[Saved entries]
────────────────────

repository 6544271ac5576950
//! Spreadsheet-friendly CSV exports for the admin dashboard.

use chrono::{DateTime, NaiveDate, Utc};
use serde::Deserialize;

use super::admin::{FormSummary, StatusFilter};
use super::domain::{Criterion, FormDocument};

pub const CSV_CONTENT_TYPE: &str = "text/csv; charset=utf-8";

#[derive(Debug, Clone, Copy, Default, PartialEq, Eq, Deserialize)]
#[serde(rename_all = "lowercase")]
pub enum ExportKind {
    #[default]
    Summary,
    Entries,
}

impl ExportKind {
    pub const fn label(self) -> &'static str {
        match self {
            ExportKind::Summary => "summary",
            ExportKind::Entries => "entries",
        }
    }
}

#[derive(Debug, Clone, Copy, Default, PartialEq, Eq, Deserialize)]
pub struct ExportQuery {
    #[serde(default)]
    pub status: StatusFilter,
    #[serde(default)]
    pub kind: ExportKind,
}

/// Rendered export ready to be written or downloaded.
#[derive(Debug, Clone, PartialEq, Eq)]
pub struct CsvExport {
    pub file_name: String,
    pub rows: usize,
    pub bytes: Vec<u8>,
}

#[derive(Debug, thiserror::Error)]
pub enum ExportError {
    #[error(transparent)]
    Csv(#[from] csv::Error),
    #[error("unable to finish export: {0}")]
    Flush(String),
}

pub fn export_file_name(filter: StatusFilter, kind: ExportKind, day: NaiveDate) -> String {
    match kind {
        ExportKind::Summary => format!(
            "eb1a-applications-{}-{}.csv",
            filter.label(),
            day.format("%Y-%m-%d")
        ),
        ExportKind::Entries => format!(
            "eb1a-applications-{}-{}-{}.csv",
            filter.label(),
            kind.label(),
            day.format("%Y-%m-%d")
        ),
    }
}

fn timestamp(value: Option<DateTime<Utc>>) -> String {
    value.map(|value| value.to_rfc3339()).unwrap_or_default()
}

/// One row per application with per-criterion entry counts.
pub fn summaries_csv(summaries: &[FormSummary]) -> Result<Vec<u8>, ExportError> {
    let mut writer = csv::Writer::from_writer(Vec::new());

    let mut header = vec![
        "id".to_string(),
        "full_name".to_string(),
        "email".to_string(),
        "status".to_string(),
        "created_at".to_string(),
        "updated_at".to_string(),
        "submitted_at".to_string(),
    ];
    header.extend(Criterion::ALL.iter().map(|criterion| criterion.label().to_string()));
    header.push("criteria_completed".to_string());
    writer.write_record(&header)?;

    for summary in summaries {
        let mut row = vec![
            summary.id.0.clone(),
            summary.full_name.clone(),
            summary.email.clone(),
            summary.status.label().to_string(),
            summary.created_at.to_rfc3339(),
            timestamp(summary.updated_at),
            timestamp(summary.submitted_at),
        ];
        row.extend(Criterion::ALL.iter().map(|criterion| {
            summary
                .entry_counts
                .get(criterion)
                .copied()
                .unwrap_or_default()
                .to_string()
        }));
        row.push(summary.completed_criteria.to_string());
        writer.write_record(&row)?;
    }

    writer
        .into_inner()
        .map_err(|err| ExportError::Flush(err.to_string()))
}

/// One row per field value and attachment, for reviewers who need the detail.
pub fn entries_csv(documents: &[FormDocument]) -> Result<(Vec<u8>, usize), ExportError> {
    let mut writer = csv::Writer::from_writer(Vec::new());
    writer.write_record([
        "form_id",
        "full_name",
        "criterion",
        "entry_id",
        "kind",
        "key",
        "value",
    ])?;

    let mut rows = 0;
    for document in documents {
        let form_id = document
            .id
            .as_ref()
            .map(|id| id.0.as_str())
            .unwrap_or_default();
        for criterion in Criterion::ALL {
            for entry in document.collections.get(criterion) {
                let values = entry
                    .fields
                    .iter()
                    .map(|(key, value)| ("field", key, value))
                    .chain(
                        entry
                            .attachments
                            .iter()
                            .map(|(key, value)| ("attachment", key, value)),
                    );
                for (kind, key, value) in values {
                    writer.write_record([
                        form_id,
                        document.full_name.as_str(),
                        criterion.key(),
                        entry.id.0.as_str(),
                        kind,
                        key.as_str(),
                        value.as_str(),
                    ])?;
                    rows += 1;
                }
            }
        }
    }

    let bytes = writer
        .into_inner()
        .map_err(|err| ExportError::Flush(err.to_string()))?;
    Ok((bytes, rows))
}

#[cfg(test)]
mod tests {
    use super::*;
    use crate::intake::domain::{ApplicantDetails, EntryDraft, FormId};
    use crate::intake::form::FormAction;

    #[test]
    fn file_names_follow_dashboard_convention() {
        let day = NaiveDate::from_ymd_opt(2026, 3, 9).expect("valid date");
        assert_eq!(
            export_file_name(StatusFilter::Submitted, ExportKind::Summary, day),
            "eb1a-applications-submitted-2026-03-09.csv"
        );
        assert_eq!(
            export_file_name(StatusFilter::All, ExportKind::Entries, day),
            "eb1a-applications-all-entries-2026-03-09.csv"
        );
    }

    #[test]
    fn entries_export_lists_fields_and_attachments() {
        let applicant = ApplicantDetails::new("Rosalind Franklin", "rf@example.org").expect("valid");
        let mut document = FormDocument::new(applicant)
            .apply(FormAction::AddEntry {
                criterion: Criterion::PublishedMaterials,
                entry: EntryDraft::from_fields([
                    ("publicationTitle", "Photo 51, explained"),
                    ("publicationDate", "1953-04-25"),
                    ("publisherName", "Nature"),
                ])
                .with_attachment("evidenceUrl", "https://files/nature.pdf"),
            })
            .expect("entry applies");
        document.id = Some(FormId("f-7".to_string()));

        let (bytes, rows) = entries_csv(&[document]).expect("export");
        assert_eq!(rows, 4);

        let mut reader = csv::Reader::from_reader(bytes.as_slice());
        let records: Vec<csv::StringRecord> = reader
            .records()
            .collect::<Result<_, _>>()
            .expect("parse export");
        assert_eq!(records.len(), 4);
        assert!(records.iter().all(|record| &record[0] == "f-7"));
        assert!(records
            .iter()
            .any(|record| &record[4] == "attachment" && &record[6] == "https://files/nature.pdf"));
        assert!(records
            .iter()
            .any(|record| &record[5] == "publicationTitle" && &record[6] == "Photo 51, explained"));
    }
}
use eb1a_intake_api::run;

#[tokio::main]
async fn main() {
    if let Err(err) = run().await {
        eprintln!("application error: {err}");
        std::process::exit(1);
    }
}
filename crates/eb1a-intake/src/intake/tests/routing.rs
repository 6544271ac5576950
use std::sync::Arc;

use axum::body::Body;
use axum::extract::State;
use axum::http::{header, Request, StatusCode};
use serde_json::{json, Value};
use tower::ServiceExt;

use super::common::*;
use crate::intake::router::{intake_router, save_handler, submit_handler};
use crate::intake::service::IntakeService;
use crate::intake::storage::UploadPolicy;

fn json_request(method: &str, uri: &str, body: Value) -> Request<Body> {
    Request::builder()
        .method(method)
        .uri(uri)
        .header(header::CONTENT_TYPE, "application/json")
        .body(Body::from(body.to_string()))
        .expect("request builds")
}

fn get(uri: &str) -> Request<Body> {
    Request::builder()
        .uri(uri)
        .body(Body::empty())
        .expect("request builds")
}

#[tokio::test]
async fn submit_handler_rejects_thin_application() {
    let (service, _, _) = build_service();

    let response = submit_handler::<MemoryRepository, MemoryStore>(
        State(Arc::new(service)),
        axum::Json(thin_document()),
    )
    .await;

    assert_status(&response, StatusCode::UNPROCESSABLE_ENTITY);
    let payload = read_json_body(response).await;
    assert_eq!(payload["completed"], json!(2));
    assert_eq!(payload["required"], json!(3));
}

#[tokio::test]
async fn save_handler_returns_internal_error_on_repository_failure() {
    let service = Arc::new(IntakeService::new(
        Arc::new(UnavailableRepository),
        Arc::new(MemoryStore::default()),
        UploadPolicy::default(),
    ));

    let response = save_handler::<UnavailableRepository, MemoryStore>(
        State(service),
        axum::Json(thin_document()),
    )
    .await;

    assert_status(&response, StatusCode::INTERNAL_SERVER_ERROR);
    let payload = read_json_body(response).await;
    assert!(payload["error"]
        .as_str()
        .expect("error message")
        .contains("database offline"));
}

#[tokio::test]
async fn criteria_endpoint_lists_every_schema() {
    let (service, _, _) = build_service();
    let response = intake_router(Arc::new(service))
        .oneshot(get("/api/v1/criteria"))
        .await
        .expect("router responds");

    assert_status(&response, StatusCode::OK);
    let payload = read_json_body(response).await;
    assert_eq!(payload["minimumCriteria"], json!(3));
    assert_eq!(payload["steps"].as_array().expect("steps").len(), 12);
    let criteria = payload["criteria"].as_array().expect("criteria");
    assert_eq!(criteria.len(), 10);
    assert_eq!(criteria[0]["criterion"], json!("awards"));
}

#[tokio::test]
async fn apply_endpoint_reports_missing_required_fields() {
    let (service, _, _) = build_service();
    let document = serde_json::to_value(thin_document()).expect("serialize");

    let response = intake_router(Arc::new(service))
        .oneshot(json_request(
            "POST",
            "/api/v1/forms/apply",
            json!({
                "document": document,
                "action": {
                    "type": "add_entry",
                    "criterion": "scholarlyArticles",
                    "entry": { "fields": { "articleTitle": "Compilers" } }
                }
            }),
        ))
        .await
        .expect("router responds");

    assert_status(&response, StatusCode::UNPROCESSABLE_ENTITY);
    let payload = read_json_body(response).await;
    assert_eq!(
        payload["fields"],
        json!(["Journal Name", "Publication Date", "Authors", "Abstract"])
    );
}

#[tokio::test]
async fn save_then_load_through_router() {
    let (service, _, _) = build_service();
    let router = intake_router(Arc::new(service));

    let response = router
        .clone()
        .oneshot(json_request(
            "POST",
            "/api/v1/forms",
            serde_json::to_value(ready_document()).expect("serialize"),
        ))
        .await
        .expect("router responds");
    assert_status(&response, StatusCode::OK);
    let saved = read_json_body(response).await;
    let id = saved["id"].as_str().expect("id assigned").to_string();
    assert_eq!(saved["status"], json!("draft"));

    let response = router
        .clone()
        .oneshot(get(&format!("/api/v1/forms/{id}")))
        .await
        .expect("router responds");
    assert_status(&response, StatusCode::OK);
    let loaded = read_json_body(response).await;
    assert_eq!(loaded["fullName"], json!("Grace Hopper"));
    assert_eq!(loaded["awards"].as_array().expect("awards").len(), 1);

    let response = router
        .oneshot(get("/api/v1/forms/unknown-form"))
        .await
        .expect("router responds");
    assert_status(&response, StatusCode::NOT_FOUND);
}

#[tokio::test]
async fn upload_endpoint_guesses_type_from_file_name() {
    let (service, _, store) = build_service();

    let request = Request::builder()
        .method("POST")
        .uri("/api/v1/uploads?criterion=leadingRoles&fileName=org%20chart.png")
        .body(Body::from(vec![0_u8; 64]))
        .expect("request builds");
    let response = intake_router(Arc::new(service))
        .oneshot(request)
        .await
        .expect("router responds");

    assert_status(&response, StatusCode::CREATED);
    let payload = read_json_body(response).await;
    let path = payload["path"].as_str().expect("path");
    assert!(path.starts_with("drafts/leadingRoles/"));
    assert!(path.ends_with("-org_chart.png"));
    assert_eq!(payload["size"], json!(64));
    assert_eq!(store.objects()[0].content_type, "image/png");
}

#[tokio::test]
async fn upload_endpoint_rejects_unsupported_type() {
    let (service, _, store) = build_service();

    let request = Request::builder()
        .method("POST")
        .uri("/api/v1/uploads?criterion=awards&fileName=notes.txt")
        .header(header::CONTENT_TYPE, "text/plain")
        .body(Body::from("plain text"))
        .expect("request builds");
    let response = intake_router(Arc::new(service))
        .oneshot(request)
        .await
        .expect("router responds");

    assert_status(&response, StatusCode::UNSUPPORTED_MEDIA_TYPE);
    assert!(store.objects().is_empty());
}

#[tokio::test]
async fn upload_endpoint_rejects_bodies_over_the_size_limit() {
    let (service, _, store) = build_service();
    let max_bytes = usize::try_from(service.policy().max_bytes()).expect("limit fits");
    let router = intake_router(Arc::new(service));

    for size in [max_bytes + 1, max_bytes + 64 * 1024] {
        let request = Request::builder()
            .method("POST")
            .uri("/api/v1/uploads?criterion=awards&fileName=scan.pdf")
            .header(header::CONTENT_TYPE, "application/pdf")
            .body(Body::from(vec![0_u8; size]))
            .expect("request builds");
        let response = router
            .clone()
            .oneshot(request)
            .await
            .expect("router responds");

        assert_status(&response, StatusCode::PAYLOAD_TOO_LARGE);
    }
    assert!(store.objects().is_empty());
}

#[tokio::test]
async fn admin_export_sets_download_headers() {
    let (service, _, _) = build_service();
    let saved = service.save_progress(&ready_document()).expect("saved");
    service.submit(&saved).expect("submitted");

    let response = intake_router(Arc::new(service))
        .oneshot(get("/api/v1/admin/export?status=submitted"))
        .await
        .expect("router responds");

    assert_status(&response, StatusCode::OK);
    assert_eq!(
        response.headers()[header::CONTENT_TYPE],
        "text/csv; charset=utf-8"
    );
    let disposition = response.headers()[header::CONTENT_DISPOSITION]
        .to_str()
        .expect("ascii header")
        .to_string();
    assert!(disposition.starts_with("attachment; filename=\"eb1a-applications-submitted-"));

    let body = read_text_body(response).await;
    assert_eq!(body.lines().count(), 2);
    assert!(body.contains("Grace Hopper"));
}

#[tokio::test]
async fn admin_forms_endpoint_applies_search() {
    let (service, _, _) = build_service();
    service.save_progress(&thin_document()).expect("saved");

    let router = intake_router(Arc::new(service));
    let response = router
        .clone()
        .oneshot(get("/api/v1/admin/forms?status=submitted"))
        .await
        .expect("router responds");
    assert_status(&response, StatusCode::OK);
    assert_eq!(read_json_body(response).await, json!([]));

    let response = router
        .clone()
        .oneshot(get("/api/v1/admin/forms?status=submitted&search=HOPPER"))
        .await
        .expect("router responds");
    assert_status(&response, StatusCode::OK);
    let rows = read_json_body(response).await;
    assert_eq!(rows.as_array().expect("rows").len(), 1);
    assert_eq!(rows[0]["status"], json!("draft"));
    assert_eq!(rows[0]["entryCounts"]["awards"], json!(1));

    let response = router
        .oneshot(get("/api/v1/admin/stats"))
        .await
        .expect("router responds");
    let stats = read_json_body(response).await;
    assert_eq!(stats, json!({ "total": 1, "submitted": 0, "draft": 1 }));
}
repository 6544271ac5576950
mod common;
mod routing;
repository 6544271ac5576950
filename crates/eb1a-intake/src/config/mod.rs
use std::env;
use std::fmt;
use std::net::{IpAddr, SocketAddr};
use std::path::PathBuf;

use crate::intake::storage::UploadPolicy;

const DEFAULT_UPLOAD_MAX_MB: u64 = 10;

/// Distinguishes runtime behavior for different stages of the service.
#[derive(Debug, Clone, Copy, PartialEq, Eq)]
pub enum AppEnvironment {
    Development,
    Test,
    Production,
}

impl AppEnvironment {
    fn from_str(value: &str) -> Self {
        match value.trim().to_ascii_lowercase().as_str() {
            "prod" | "production" => Self::Production,
            "test" | "ci" => Self::Test,
            _ => Self::Development,
        }
    }
}

/// Top-level configuration for the intake service.
#[derive(Debug, Clone)]
pub struct AppConfig {
    pub environment: AppEnvironment,
    pub server: ServerConfig,
    pub telemetry: TelemetryConfig,
    pub uploads: UploadConfig,
}

impl AppConfig {
    pub fn load() -> Result<Self, ConfigError> {
        dotenvy::dotenv().ok();

        let environment = AppEnvironment::from_str(
            &env::var("APP_ENV").unwrap_or_else(|_| "development".to_string()),
        );

        let host = env::var("APP_HOST").unwrap_or_else(|_| "127.0.0.1".to_string());
        let port = env::var("APP_PORT")
            .unwrap_or_else(|_| "3000".to_string())
            .parse::<u16>()
            .map_err(|_| ConfigError::InvalidPort)?;

        let log_level = env::var("APP_LOG_LEVEL").unwrap_or_else(|_| "info".to_string());

        let max_megabytes = match env::var("UPLOAD_MAX_MB") {
            Ok(raw) => raw
                .trim()
                .parse::<u64>()
                .ok()
                .filter(|value| *value > 0)
                .ok_or(ConfigError::InvalidUploadLimit)?,
            Err(_) => DEFAULT_UPLOAD_MAX_MB,
        };
        let directory = env::var("UPLOAD_DIR")
            .map(PathBuf::from)
            .unwrap_or_else(|_| PathBuf::from("uploads"));
        let public_base_url = env::var("UPLOAD_PUBLIC_BASE_URL")
            .ok()
            .map(|raw| raw.trim().to_string())
            .filter(|raw| !raw.is_empty());

        Ok(Self {
            environment,
            server: ServerConfig { host, port },
            telemetry: TelemetryConfig { log_level },
            uploads: UploadConfig {
                max_megabytes,
                directory,
                public_base_url,
            },
        })
    }
}

/// Settings controlling the HTTP server binding.
#[derive(Debug, Clone)]
pub struct ServerConfig {
    pub host: String,
    pub port: u16,
}

impl ServerConfig {
    pub fn socket_addr(&self) -> Result<SocketAddr, ConfigError> {
        if self.host.eq_ignore_ascii_case("localhost") {
            return Ok(SocketAddr::new(IpAddr::from([127, 0, 0, 1]), self.port));
        }

        let ip: IpAddr = self
            .host
            .parse()
            .map_err(|source| ConfigError::InvalidHost { source })?;

        Ok(SocketAddr::new(ip, self.port))
    }
}

/// Tracing controls.
#[derive(Debug, Clone)]
pub struct TelemetryConfig {
    pub log_level: String,
}

/// Where evidence uploads land and how large they may be.
#[derive(Debug, Clone)]
pub struct UploadConfig {
    pub max_megabytes: u64,
    pub directory: PathBuf,
    /// Explicit `UPLOAD_PUBLIC_BASE_URL`; unset means "served by this process".
    pub public_base_url: Option<String>,
}

impl UploadConfig {
    pub fn policy(&self) -> UploadPolicy {
        UploadPolicy::with_max_megabytes(self.max_megabytes)
    }

    /// Base URL for stored evidence, derived from the bound server unless
    /// configured explicitly. Call after host and port overrides are applied.
    pub fn public_url(&self, server: &ServerConfig) -> String {
        match &self.public_base_url {
            Some(url) => url.clone(),
            None => format!("http://{}:{}/files", server.host, server.port),
        }
    }
}

#[derive(Debug)]
pub enum ConfigError {
    InvalidPort,
    InvalidHost { source: std::net::AddrParseError },
    InvalidUploadLimit,
}

impl fmt::Display for ConfigError {
    fn fmt(&self, f: &mut fmt::Formatter<'_>) -> fmt::Result {
        match self {
            ConfigError::InvalidPort => write!(f, "APP_PORT must be a valid u16"),
            ConfigError::InvalidHost { .. } => {
                write!(f, "APP_HOST must parse to an IPv4 or IPv6 address")
            }
            ConfigError::InvalidUploadLimit => {
                write!(f, "UPLOAD_MAX_MB must be a positive whole number")
            }
        }
    }
}

impl std::error::Error for ConfigError {
    fn source(&self) -> Option<&(dyn std::error::Error + 'static)> {
        match self {
            ConfigError::InvalidPort | ConfigError::InvalidUploadLimit => None,
            ConfigError::InvalidHost { source } => Some(source),
        }
    }
}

────────────────────

**PROMPT:** Bring together each line above where the string "Some" turns up.

**FINISHED EXERCISE:**
        document.id = Some(FormId("f-7".to_string()));
            Some(url) => url.clone(),
            ConfigError::InvalidHost { source } => Some(source),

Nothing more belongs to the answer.